SEGREGATED PRIVATE SCHOOLS
A. The Facts
This case involves the recurrent problem of the use of public property by segregated private schools in school districts under court order to desegregate public schools. Cf. Graves v. Walton County Bd. of Education, 465 F.2d 887 (5th Cir. 1972); McNeal v. Tate County School District, 460 F.2d 568 (5th Cir. 1972); Wright v. City of Brighton, 441 F.2d 447 (5th Cir.), cert. denied 404 U.S. 915, 92 S.Ct. 228, 30 L.Ed.2d 190 (1971).
In 1964 the district court held that Montgomery schools were being operated on a segregated basis in violation of the Fourteenth Amendment and ordered the desegregation of four grades in the fall of that year. Carr v. Montgomery County Bd. of Education, 232 F.Supp. 705 (M.D.Ala.1964). See also 253 F.Supp. 306 (M.D.Ala.1966) and 289 F.Supp. 647 (M.D.Ala.1968), aff'd 395 U.S. 225, 89 S.Ct. 1670, 23 L.Ed.2d 263 (1969). In August, 1969, the district court found that the freedom-of-choice plan which had been in effect since 1967 had not been effective in disestablishing the dual school system and, accordingly, the court directed the United States, through the Department of Health, Education and Welfare to formulate a comprehensive desegregation plan for Montgomery County. This plan which would have eliminated virtually all one-race schools in the city was approved by the district court in February, 1970, and affirmed with minor modifications by this court, 429 F.2d 382 (5th Cir. 1970).

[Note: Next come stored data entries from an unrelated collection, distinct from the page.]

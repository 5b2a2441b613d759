//! Quotaguard - Outbound Call Admission Control
//!
//! This crate implements an in-process rate limiter that callers consult before
//! making a request to an external identity, calendar or notification provider.
//! Each (provider, caller key) pair gets its own sliding window with an optional
//! burst sub-window, and the limiter fails open if its own bookkeeping breaks.

pub mod config;
pub mod error;
pub mod ratelimit;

Prior to implementation of this comprehensive desegregation plan in Montgomery, there had been limited use of public stadiums and similar facilities by private schools. However, in fall, 1971, at least four private schools with all-white enrollments, each of which had expanded its enrollment and extracurricular program subsequent to the extensive desegregation of Montgomery public schools, scheduled their home football games in public stadiums.4 One of these schools has announced that it will not enroll black students. The others have "declared" open enrollment policies but, in point of fact, none of these private schools have Negro students enrolled.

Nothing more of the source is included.